• **RECORDS FOR THE TASK**:

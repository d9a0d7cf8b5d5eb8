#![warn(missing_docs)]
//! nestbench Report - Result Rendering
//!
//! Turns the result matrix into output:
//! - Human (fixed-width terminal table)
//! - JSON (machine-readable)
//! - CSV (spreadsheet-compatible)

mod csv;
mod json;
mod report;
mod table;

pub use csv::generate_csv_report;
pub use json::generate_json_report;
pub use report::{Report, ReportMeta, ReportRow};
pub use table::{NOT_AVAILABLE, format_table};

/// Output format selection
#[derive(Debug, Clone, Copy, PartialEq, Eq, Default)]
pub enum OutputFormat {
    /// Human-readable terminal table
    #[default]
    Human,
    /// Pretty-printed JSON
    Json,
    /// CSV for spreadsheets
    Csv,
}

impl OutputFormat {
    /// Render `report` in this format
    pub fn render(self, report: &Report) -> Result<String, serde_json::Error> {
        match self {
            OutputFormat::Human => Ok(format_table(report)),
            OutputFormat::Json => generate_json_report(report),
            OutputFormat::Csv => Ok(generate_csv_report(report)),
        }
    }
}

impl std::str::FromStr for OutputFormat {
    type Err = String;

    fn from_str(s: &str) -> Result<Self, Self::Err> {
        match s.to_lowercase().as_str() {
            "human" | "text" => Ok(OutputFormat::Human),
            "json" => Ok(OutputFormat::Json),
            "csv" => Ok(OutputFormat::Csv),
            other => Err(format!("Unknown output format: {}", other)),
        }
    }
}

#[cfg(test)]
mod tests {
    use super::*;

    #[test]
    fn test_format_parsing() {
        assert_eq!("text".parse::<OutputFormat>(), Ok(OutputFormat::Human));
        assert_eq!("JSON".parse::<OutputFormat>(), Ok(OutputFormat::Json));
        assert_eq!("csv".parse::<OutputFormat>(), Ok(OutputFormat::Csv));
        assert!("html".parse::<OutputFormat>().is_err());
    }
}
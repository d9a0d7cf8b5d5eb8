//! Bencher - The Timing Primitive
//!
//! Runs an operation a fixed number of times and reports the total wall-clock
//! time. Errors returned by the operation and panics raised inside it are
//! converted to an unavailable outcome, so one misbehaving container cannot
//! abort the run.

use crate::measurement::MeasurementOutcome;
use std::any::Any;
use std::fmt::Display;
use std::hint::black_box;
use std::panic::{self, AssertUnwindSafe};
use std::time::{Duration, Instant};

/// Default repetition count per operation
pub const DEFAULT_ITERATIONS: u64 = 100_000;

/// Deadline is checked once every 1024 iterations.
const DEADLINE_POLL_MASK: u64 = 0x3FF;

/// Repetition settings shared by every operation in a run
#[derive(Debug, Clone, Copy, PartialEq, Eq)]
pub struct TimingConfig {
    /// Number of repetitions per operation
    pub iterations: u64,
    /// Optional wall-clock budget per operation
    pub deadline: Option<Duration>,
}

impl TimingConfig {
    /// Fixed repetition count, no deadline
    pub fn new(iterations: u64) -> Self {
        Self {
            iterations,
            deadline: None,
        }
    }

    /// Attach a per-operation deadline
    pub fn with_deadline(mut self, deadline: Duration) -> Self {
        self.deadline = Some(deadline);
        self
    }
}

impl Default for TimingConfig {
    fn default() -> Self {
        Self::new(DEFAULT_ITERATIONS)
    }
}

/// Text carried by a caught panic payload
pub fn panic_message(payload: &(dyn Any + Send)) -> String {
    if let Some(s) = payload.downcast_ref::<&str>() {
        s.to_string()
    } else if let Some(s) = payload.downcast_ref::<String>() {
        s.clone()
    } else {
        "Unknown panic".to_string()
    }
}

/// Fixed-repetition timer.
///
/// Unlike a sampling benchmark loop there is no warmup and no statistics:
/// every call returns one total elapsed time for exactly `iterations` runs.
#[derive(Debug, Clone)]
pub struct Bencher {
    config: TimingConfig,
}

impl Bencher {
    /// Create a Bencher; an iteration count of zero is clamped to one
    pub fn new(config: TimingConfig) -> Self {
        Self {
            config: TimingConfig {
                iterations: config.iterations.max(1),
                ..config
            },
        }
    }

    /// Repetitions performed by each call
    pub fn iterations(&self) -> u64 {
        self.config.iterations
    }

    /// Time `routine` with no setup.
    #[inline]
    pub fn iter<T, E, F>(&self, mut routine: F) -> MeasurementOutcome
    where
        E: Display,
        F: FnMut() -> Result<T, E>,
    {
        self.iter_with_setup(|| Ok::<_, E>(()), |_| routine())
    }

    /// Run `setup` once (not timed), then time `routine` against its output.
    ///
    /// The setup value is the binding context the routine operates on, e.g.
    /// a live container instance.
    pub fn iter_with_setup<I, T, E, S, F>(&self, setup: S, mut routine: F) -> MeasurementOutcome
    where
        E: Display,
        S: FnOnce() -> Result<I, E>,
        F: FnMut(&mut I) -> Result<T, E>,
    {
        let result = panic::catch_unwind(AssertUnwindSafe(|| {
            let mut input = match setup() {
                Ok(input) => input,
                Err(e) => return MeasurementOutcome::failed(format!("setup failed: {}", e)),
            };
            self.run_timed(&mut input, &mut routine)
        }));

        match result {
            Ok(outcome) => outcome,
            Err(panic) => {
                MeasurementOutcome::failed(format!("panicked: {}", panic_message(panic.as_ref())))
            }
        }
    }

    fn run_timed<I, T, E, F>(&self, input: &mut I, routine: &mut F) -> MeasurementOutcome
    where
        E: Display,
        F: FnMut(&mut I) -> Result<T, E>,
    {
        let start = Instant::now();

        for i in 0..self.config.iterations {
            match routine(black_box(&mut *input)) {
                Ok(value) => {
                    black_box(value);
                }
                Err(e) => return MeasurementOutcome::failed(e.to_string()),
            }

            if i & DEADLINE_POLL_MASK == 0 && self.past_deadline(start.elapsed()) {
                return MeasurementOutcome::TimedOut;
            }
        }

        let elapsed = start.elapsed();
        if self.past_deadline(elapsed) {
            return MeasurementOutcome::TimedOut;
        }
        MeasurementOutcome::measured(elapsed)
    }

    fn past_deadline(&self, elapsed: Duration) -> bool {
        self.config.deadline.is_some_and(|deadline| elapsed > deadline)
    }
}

...

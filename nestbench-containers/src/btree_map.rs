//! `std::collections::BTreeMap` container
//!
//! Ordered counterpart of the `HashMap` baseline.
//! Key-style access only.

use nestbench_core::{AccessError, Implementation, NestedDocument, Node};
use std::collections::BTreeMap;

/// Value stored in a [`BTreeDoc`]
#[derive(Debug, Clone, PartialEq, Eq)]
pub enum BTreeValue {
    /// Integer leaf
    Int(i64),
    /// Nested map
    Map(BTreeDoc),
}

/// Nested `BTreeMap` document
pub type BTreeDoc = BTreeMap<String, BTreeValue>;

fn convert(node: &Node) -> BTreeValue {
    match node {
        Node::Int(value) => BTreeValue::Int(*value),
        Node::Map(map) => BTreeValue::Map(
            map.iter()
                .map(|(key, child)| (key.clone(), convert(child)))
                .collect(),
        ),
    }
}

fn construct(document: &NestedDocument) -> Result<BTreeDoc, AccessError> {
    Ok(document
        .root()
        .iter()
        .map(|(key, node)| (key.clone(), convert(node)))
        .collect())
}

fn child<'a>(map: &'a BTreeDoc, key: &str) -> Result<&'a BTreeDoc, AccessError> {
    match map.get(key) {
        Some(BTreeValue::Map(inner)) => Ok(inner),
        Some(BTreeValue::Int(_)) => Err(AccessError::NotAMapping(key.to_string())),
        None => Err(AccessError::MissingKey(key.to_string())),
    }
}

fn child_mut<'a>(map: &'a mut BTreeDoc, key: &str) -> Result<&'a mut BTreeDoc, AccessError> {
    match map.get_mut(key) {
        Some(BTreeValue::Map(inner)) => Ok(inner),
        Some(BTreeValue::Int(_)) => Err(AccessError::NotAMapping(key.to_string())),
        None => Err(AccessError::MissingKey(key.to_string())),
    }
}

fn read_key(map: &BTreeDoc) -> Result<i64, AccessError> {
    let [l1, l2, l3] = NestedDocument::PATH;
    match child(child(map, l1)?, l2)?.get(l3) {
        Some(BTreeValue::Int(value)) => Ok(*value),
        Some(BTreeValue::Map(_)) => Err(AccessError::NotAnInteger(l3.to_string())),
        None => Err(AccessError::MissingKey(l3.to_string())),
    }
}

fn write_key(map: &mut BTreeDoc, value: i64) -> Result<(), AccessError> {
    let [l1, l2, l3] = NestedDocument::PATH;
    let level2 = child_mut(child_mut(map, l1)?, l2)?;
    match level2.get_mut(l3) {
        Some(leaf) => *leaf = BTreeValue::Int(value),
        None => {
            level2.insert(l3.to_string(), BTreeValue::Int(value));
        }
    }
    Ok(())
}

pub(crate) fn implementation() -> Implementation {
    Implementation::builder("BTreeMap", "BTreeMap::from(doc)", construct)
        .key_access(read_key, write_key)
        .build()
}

* * *

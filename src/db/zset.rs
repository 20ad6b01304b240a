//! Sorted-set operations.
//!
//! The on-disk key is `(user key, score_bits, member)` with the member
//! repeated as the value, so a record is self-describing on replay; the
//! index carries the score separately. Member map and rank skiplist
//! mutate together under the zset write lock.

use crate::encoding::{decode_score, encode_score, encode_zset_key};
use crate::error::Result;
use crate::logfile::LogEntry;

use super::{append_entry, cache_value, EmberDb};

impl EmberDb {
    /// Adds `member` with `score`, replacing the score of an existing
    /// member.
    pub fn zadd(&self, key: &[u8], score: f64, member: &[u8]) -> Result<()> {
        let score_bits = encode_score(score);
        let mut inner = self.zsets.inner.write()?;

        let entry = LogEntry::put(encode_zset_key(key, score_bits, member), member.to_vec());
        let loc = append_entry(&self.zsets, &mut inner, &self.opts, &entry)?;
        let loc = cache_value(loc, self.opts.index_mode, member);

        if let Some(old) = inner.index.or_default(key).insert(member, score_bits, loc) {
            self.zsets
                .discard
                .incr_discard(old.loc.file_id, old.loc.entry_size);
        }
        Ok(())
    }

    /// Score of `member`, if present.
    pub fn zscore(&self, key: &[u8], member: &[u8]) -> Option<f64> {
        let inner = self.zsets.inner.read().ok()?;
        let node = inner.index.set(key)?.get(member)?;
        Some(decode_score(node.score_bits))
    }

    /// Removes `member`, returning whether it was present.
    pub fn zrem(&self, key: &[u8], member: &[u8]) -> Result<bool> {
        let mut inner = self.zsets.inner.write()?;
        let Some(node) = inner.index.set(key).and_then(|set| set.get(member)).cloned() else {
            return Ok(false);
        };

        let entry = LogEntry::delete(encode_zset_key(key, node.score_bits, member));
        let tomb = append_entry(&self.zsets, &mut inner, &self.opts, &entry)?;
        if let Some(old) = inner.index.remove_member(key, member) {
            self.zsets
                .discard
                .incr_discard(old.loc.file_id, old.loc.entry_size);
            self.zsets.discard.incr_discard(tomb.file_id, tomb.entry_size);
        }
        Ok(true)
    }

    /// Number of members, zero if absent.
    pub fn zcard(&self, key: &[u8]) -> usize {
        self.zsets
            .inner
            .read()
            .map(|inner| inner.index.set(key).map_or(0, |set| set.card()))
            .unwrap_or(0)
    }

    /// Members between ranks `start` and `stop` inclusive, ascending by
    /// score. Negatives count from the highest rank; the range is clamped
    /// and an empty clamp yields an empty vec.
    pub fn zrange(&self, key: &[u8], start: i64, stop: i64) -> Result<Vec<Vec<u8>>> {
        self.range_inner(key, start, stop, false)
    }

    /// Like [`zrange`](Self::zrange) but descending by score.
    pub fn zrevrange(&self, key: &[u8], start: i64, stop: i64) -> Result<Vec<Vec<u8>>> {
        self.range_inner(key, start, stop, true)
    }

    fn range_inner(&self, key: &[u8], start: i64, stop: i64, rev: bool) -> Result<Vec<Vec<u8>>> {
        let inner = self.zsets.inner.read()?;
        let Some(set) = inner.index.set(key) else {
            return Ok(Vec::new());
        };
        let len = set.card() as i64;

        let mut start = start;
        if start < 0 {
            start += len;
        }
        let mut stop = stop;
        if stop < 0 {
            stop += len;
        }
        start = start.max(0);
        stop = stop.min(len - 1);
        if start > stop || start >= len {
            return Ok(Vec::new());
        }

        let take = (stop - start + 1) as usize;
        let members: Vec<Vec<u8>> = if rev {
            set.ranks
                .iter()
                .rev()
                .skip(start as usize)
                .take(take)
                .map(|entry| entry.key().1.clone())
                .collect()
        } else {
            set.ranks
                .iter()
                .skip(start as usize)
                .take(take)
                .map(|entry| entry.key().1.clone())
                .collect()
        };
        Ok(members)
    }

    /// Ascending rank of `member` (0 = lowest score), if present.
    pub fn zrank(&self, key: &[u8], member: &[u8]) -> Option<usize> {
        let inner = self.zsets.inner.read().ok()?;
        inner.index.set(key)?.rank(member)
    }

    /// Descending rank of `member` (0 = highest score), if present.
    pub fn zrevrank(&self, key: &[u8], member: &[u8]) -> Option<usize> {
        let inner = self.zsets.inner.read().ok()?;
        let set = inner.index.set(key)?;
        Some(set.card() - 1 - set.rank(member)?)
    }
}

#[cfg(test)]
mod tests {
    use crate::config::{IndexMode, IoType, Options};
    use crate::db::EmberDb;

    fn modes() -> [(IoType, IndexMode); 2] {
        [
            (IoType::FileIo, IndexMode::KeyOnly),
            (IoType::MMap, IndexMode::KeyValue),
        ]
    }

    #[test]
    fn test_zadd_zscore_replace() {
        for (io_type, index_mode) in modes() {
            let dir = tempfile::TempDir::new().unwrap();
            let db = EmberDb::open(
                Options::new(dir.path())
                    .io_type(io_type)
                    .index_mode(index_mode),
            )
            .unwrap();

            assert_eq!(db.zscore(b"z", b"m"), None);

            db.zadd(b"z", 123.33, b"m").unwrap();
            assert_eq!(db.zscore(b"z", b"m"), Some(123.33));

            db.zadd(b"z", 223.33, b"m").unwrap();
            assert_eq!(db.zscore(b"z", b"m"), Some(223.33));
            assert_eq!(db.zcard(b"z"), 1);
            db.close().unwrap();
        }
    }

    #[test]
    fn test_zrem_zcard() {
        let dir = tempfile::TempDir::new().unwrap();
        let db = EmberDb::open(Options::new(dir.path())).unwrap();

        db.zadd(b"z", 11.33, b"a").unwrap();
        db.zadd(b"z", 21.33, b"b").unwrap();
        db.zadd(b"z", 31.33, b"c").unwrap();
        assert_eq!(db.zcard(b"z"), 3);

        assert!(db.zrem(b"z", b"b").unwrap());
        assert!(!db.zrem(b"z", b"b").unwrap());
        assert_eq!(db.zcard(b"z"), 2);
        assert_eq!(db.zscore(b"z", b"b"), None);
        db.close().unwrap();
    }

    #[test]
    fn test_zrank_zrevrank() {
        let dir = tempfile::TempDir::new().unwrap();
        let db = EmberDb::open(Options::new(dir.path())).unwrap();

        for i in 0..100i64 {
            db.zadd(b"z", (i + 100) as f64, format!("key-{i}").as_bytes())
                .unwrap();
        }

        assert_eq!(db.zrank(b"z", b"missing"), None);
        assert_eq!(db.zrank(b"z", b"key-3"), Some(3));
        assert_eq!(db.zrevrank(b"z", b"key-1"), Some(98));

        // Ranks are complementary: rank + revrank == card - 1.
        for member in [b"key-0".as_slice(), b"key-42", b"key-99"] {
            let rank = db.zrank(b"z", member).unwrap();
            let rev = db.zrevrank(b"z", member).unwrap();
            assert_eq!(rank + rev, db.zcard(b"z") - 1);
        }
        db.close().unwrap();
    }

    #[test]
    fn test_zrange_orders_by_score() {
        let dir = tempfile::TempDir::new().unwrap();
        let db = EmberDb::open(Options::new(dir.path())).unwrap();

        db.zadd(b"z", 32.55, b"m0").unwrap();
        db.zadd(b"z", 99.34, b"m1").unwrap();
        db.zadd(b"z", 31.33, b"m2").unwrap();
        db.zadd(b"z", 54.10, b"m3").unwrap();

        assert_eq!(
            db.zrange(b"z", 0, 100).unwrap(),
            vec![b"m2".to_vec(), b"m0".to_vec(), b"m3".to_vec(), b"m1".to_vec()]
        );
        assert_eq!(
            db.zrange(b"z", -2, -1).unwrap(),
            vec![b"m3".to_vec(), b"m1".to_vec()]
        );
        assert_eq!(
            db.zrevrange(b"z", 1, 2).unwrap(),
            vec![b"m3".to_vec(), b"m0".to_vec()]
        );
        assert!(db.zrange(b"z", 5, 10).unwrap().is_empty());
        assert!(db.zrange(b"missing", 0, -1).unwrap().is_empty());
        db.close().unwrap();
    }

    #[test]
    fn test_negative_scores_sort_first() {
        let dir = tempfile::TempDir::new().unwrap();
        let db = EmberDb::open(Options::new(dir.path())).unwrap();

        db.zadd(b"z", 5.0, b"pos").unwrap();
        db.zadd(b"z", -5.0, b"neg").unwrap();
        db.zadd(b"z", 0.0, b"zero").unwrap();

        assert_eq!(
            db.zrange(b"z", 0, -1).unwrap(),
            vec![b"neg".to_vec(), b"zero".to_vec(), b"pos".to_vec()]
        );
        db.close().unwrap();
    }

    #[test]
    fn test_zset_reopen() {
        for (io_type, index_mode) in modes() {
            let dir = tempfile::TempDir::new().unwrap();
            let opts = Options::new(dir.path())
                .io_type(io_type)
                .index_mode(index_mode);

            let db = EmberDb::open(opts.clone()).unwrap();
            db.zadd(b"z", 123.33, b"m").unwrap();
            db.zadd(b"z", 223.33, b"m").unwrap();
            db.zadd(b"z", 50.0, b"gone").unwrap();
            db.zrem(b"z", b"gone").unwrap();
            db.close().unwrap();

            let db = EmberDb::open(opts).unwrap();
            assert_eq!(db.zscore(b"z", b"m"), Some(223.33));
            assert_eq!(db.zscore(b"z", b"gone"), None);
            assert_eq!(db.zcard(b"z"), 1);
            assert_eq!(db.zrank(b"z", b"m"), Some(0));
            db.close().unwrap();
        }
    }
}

• **AIM OF THE TASK**:
Every line from the data above that contains "Duration" must appear in the answer.

• **ANSWER BOX**:
use std::time::{Duration, Instant};
    pub deadline: Option<Duration>,
    pub fn with_deadline(mut self, deadline: Duration) -> Self {
    fn past_deadline(&self, elapsed: Duration) -> bool {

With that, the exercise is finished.